Return each line of the records below that contains the word "BTreeSet".

Dataset entries
⟨

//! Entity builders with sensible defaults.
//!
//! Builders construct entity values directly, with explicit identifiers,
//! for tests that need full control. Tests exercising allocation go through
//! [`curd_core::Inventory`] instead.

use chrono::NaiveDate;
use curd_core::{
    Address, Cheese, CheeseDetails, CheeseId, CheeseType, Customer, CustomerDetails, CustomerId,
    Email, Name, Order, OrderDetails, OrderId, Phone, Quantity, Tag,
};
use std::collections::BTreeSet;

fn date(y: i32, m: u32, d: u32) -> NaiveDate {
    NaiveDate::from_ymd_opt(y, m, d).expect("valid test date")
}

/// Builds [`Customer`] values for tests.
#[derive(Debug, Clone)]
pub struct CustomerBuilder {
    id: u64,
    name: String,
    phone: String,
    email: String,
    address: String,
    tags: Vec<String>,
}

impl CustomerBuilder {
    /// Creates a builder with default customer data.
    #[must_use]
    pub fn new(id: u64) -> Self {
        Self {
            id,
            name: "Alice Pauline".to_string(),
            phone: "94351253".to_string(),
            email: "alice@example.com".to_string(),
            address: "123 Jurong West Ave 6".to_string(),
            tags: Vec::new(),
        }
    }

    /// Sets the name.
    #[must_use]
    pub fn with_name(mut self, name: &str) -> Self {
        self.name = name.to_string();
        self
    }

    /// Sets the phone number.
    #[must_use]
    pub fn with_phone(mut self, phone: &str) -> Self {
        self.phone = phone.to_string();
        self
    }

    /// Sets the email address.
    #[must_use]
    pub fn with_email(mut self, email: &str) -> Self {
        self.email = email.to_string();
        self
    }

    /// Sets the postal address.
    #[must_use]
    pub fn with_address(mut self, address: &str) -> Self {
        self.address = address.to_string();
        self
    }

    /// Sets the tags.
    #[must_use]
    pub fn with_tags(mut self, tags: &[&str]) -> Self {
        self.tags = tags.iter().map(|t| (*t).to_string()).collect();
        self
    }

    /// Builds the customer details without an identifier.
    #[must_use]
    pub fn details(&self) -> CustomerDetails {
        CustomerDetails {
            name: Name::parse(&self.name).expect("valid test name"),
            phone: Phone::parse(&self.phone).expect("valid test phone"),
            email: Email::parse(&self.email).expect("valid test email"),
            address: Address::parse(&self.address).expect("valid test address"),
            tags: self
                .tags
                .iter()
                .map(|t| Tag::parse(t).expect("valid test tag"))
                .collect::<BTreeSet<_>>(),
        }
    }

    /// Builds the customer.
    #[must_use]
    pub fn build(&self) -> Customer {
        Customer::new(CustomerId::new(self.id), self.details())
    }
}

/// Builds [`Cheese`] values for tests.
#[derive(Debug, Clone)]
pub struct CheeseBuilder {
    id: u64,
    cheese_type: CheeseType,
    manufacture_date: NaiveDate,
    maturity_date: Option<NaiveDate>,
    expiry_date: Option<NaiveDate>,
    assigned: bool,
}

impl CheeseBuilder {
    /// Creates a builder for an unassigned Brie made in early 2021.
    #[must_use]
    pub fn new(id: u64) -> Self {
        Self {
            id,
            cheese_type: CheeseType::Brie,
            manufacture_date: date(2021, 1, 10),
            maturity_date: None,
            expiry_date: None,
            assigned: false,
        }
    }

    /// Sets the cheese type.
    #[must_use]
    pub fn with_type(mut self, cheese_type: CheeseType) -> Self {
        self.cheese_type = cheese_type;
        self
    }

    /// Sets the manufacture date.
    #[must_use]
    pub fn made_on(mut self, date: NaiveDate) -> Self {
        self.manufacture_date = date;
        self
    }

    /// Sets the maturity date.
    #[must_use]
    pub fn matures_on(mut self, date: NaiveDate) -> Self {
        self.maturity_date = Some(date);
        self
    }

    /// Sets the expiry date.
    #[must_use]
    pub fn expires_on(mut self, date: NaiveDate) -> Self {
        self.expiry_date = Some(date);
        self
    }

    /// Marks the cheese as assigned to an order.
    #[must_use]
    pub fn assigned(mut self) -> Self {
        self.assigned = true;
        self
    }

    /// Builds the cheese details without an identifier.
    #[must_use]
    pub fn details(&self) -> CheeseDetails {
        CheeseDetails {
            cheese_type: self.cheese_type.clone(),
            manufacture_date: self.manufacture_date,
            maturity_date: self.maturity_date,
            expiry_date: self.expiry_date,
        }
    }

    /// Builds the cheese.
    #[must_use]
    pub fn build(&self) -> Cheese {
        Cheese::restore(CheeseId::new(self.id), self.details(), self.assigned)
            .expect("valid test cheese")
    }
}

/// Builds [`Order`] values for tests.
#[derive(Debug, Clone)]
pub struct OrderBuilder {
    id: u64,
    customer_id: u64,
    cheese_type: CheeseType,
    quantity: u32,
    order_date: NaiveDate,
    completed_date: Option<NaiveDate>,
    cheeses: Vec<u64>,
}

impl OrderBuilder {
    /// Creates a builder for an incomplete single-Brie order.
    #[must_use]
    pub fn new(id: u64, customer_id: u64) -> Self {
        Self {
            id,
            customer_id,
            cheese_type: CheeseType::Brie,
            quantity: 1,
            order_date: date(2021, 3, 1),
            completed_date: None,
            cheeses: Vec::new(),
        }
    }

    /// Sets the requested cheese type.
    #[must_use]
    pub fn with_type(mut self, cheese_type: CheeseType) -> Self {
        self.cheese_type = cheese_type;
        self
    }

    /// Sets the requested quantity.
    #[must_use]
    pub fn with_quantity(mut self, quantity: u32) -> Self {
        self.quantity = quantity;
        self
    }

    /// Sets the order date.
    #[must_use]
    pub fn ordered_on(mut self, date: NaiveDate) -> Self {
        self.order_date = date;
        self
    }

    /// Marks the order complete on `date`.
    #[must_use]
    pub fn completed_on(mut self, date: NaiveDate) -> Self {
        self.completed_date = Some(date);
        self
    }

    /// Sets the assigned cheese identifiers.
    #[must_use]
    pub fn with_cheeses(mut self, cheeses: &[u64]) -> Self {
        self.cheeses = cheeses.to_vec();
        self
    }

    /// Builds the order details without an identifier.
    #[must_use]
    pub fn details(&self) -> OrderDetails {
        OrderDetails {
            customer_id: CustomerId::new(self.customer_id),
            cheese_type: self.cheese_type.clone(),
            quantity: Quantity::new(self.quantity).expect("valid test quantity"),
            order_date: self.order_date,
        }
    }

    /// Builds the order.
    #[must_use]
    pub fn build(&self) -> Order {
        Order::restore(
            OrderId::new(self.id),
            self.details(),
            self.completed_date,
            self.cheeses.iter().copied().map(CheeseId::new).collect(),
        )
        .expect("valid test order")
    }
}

⟩

Response to this task:
use std::collections::BTreeSet;
                .collect::<BTreeSet<_>>(),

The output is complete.